Tout de suite, l’aubergiste m’a semblé suspecte. Nerveuse, je dirais. Les clés de nos chambres reposaient sur le comptoir et au moment de tendre ma main pour saisir une clé au hasard, j’ai vu son souffle s’arrêter un instant. Son épaule a tressailli. Ses mains ont disparu derrière le comptoir. Puis, tout de suite, déjà, elles survolaient de nouveau les clés, poussaient la clé numéro 3 vers moi, comme pour s’en débarrasser, comme on chasserait une mauvaise nouvelle. Cette femme au faux sourire croit peut-être qu’il suffit bêtement d’agiter une main pour que disparaisse quelque chose comme le karma. Au moment où l’anneau qui retient prisonnières les clés a tinté contre le jonc de son alliance, une ride à la commissure de ses lèvres s’est allongée, trahissant un certain émoi, sorte de sursaut intérieur. Malgré la fugacité de cette émotion, j’ai pu voir au creux de son iris l’ombre de Joseph Fréchette se redresser. Mais avant que quoi que ce soit d’autre ne transparaisse de cette première rencontre, Robert Bergeron, le retraité du SPVM, exigeait qu’on lui donne la clé de la chambre numéro 9. Son insistance, outre le fait qu’elle m’ait agacée, m’a semblé peu digne d’attention. Cette chambre possède un balcon, peut-être Robert est-il claustrophobe.
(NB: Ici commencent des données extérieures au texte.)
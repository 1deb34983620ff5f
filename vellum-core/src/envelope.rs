//! Wire contract shared by every Vellum backend endpoint.
//!
//! This module defines:
//! - [`ApiEnvelope`] - The `{code, success, message, data}` body every
//!   endpoint exchanges
//! - [`Pagination`] - Server-side paging metadata
//! - [`ListData`] - A page of entities plus its pagination
//! - [`Failure`] - The uniform tagged failure value store methods resolve to

use serde::{Deserialize, Serialize};
use thiserror::Error;

/// Envelope wrapping every backend JSON body.
///
/// Successful responses carry `code: 200, success: true` and a payload in
/// `data`; business failures carry `success: false`, an error `code` in the
/// 400-599 range, and `data: null`. Endpoints that return nothing on success
/// (deletes) also leave `data` null.
#[derive(Debug, Clone, Serialize, Deserialize)]
pub struct ApiEnvelope<T> {
    /// Business status code (mirrors HTTP conventions).
    pub code: u16,

    /// Whether the operation succeeded at the business level.
    pub success: bool,

    /// Optional human-readable message from the server.
    #[serde(default, skip_serializing_if = "Option::is_none")]
    pub message: Option<String>,

    /// The payload; `None` on failure and for payload-free successes.
    #[serde(default = "Option::default")]
    pub data: Option<T>,
}

impl<T> ApiEnvelope<T> {
    /// Split the envelope into its business outcome.
    ///
    /// `Ok(Some(data))` for successes with a payload, `Ok(None)` for
    /// payload-free successes, and `Err(Failure)` carrying the server's
    /// code/message for `success: false` bodies.
    pub fn into_result(self) -> Result<Option<T>, Failure> {
        if self.success {
            Ok(self.data)
        } else {
            Err(Failure::new(
                self.code,
                self.message
                    .unwrap_or_else(|| "request rejected by server".to_string()),
            ))
        }
    }

    /// The server message, or an empty string when absent.
    pub fn message(&self) -> &str {
        self.message.as_deref().unwrap_or("")
    }
}

/// Paging metadata attached to list responses.
#[derive(Debug, Clone, PartialEq, Eq, Serialize, Deserialize)]
#[serde(rename_all = "camelCase")]
pub struct Pagination {
    pub page: u32,
    pub page_size: u32,
    pub total: u64,
    #[serde(default)]
    pub total_pages: u32,
    #[serde(default)]
    pub has_next: bool,
    #[serde(default)]
    pub has_prev: bool,
}

impl Default for Pagination {
    fn default() -> Self {
        Self {
            page: 1,
            page_size: 10,
            total: 0,
            total_pages: 0,
            has_next: false,
            has_prev: false,
        }
    }
}

/// One page of entities as returned by list/search endpoints.
#[derive(Debug, Clone, Serialize, Deserialize)]
pub struct ListData<T> {
    pub list: Vec<T>,
    pub pagination: Pagination,
}

/// Uniform failure value.
///
/// Every store method folds its failure paths (transport errors, validation
/// errors, business `success: false` bodies) into this one shape, so callers
/// match on `Result<T, Failure>` instead of distinguishing error channels.
#[derive(Debug, Clone, PartialEq, Eq, Error)]
#[error("[{code}] {message}")]
pub struct Failure {
    pub code: u16,
    pub message: String,
}

impl Failure {
    pub fn new(code: u16, message: impl Into<String>) -> Self {
        Self {
            code,
            message: message.into(),
        }
    }

    /// Failure for a success body that should have carried a payload.
    pub fn missing_data() -> Self {
        Self::new(502, "malformed server response")
    }
}

#[cfg(test)]
mod tests {
    use super::*;

    #[test]
    fn test_envelope_success_into_result() {
        let envelope = ApiEnvelope {
            code: 200,
            success: true,
            message: Some("success".to_string()),
            data: Some(42u32),
        };
        assert_eq!(envelope.into_result().unwrap(), Some(42));
    }

    #[test]
    fn test_envelope_failure_into_result() {
        let envelope: ApiEnvelope<u32> = ApiEnvelope {
            code: 403,
            success: false,
            message: Some("forbidden".to_string()),
            data: None,
        };
        let failure = envelope.into_result().unwrap_err();
        assert_eq!(failure, Failure::new(403, "forbidden"));
    }

    #[test]
    fn test_envelope_failure_without_message() {
        let envelope: ApiEnvelope<u32> = ApiEnvelope {
            code: 500,
            success: false,
            message: None,
            data: None,
        };
        let failure = envelope.into_result().unwrap_err();
        assert_eq!(failure.code, 500);
        assert!(!failure.message.is_empty());
    }

    #[test]
    fn test_envelope_deserializes_missing_fields() {
        let envelope: ApiEnvelope<u32> =
            serde_json::from_str(r#"{"code":200,"success":true}"#).unwrap();
        assert!(envelope.message.is_none());
        assert!(envelope.data.is_none());
    }

    #[test]
    fn test_pagination_defaults() {
        let pagination: Pagination =
            serde_json::from_str(r#"{"page":2,"pageSize":20,"total":55}"#).unwrap();
        assert_eq!(pagination.page, 2);
        assert_eq!(pagination.page_size, 20);
        assert_eq!(pagination.total, 55);
        assert_eq!(pagination.total_pages, 0);
        assert!(!pagination.has_next);
    }
}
Mais après que la constable spéciale –je ne me souviens déjà plus de son nom, d’ailleurs, elle-même ne semblait plus se souvenir de son propre nom: la nervosité impacte certaines personnes de drôle de manière–, donc, je disais, après que la constable spéciale nous ait indiqué ne pas savoir dans quelle chambre logeait Fréchette au moment de son séjour à l’auberge, Robert a baissé les yeux sur son calepin de notes et, sous ce calepin, il y avait, dans sa main gauche, le trousseau qu’il avait exigé avec tellement d’empressement à l’aubergiste, et je jurerais, à l’instant même où la constable terminait son exposé, je jurerais avoir vu Robert Bergeron resserrer le poing sur la clé de la chambre numéro 9.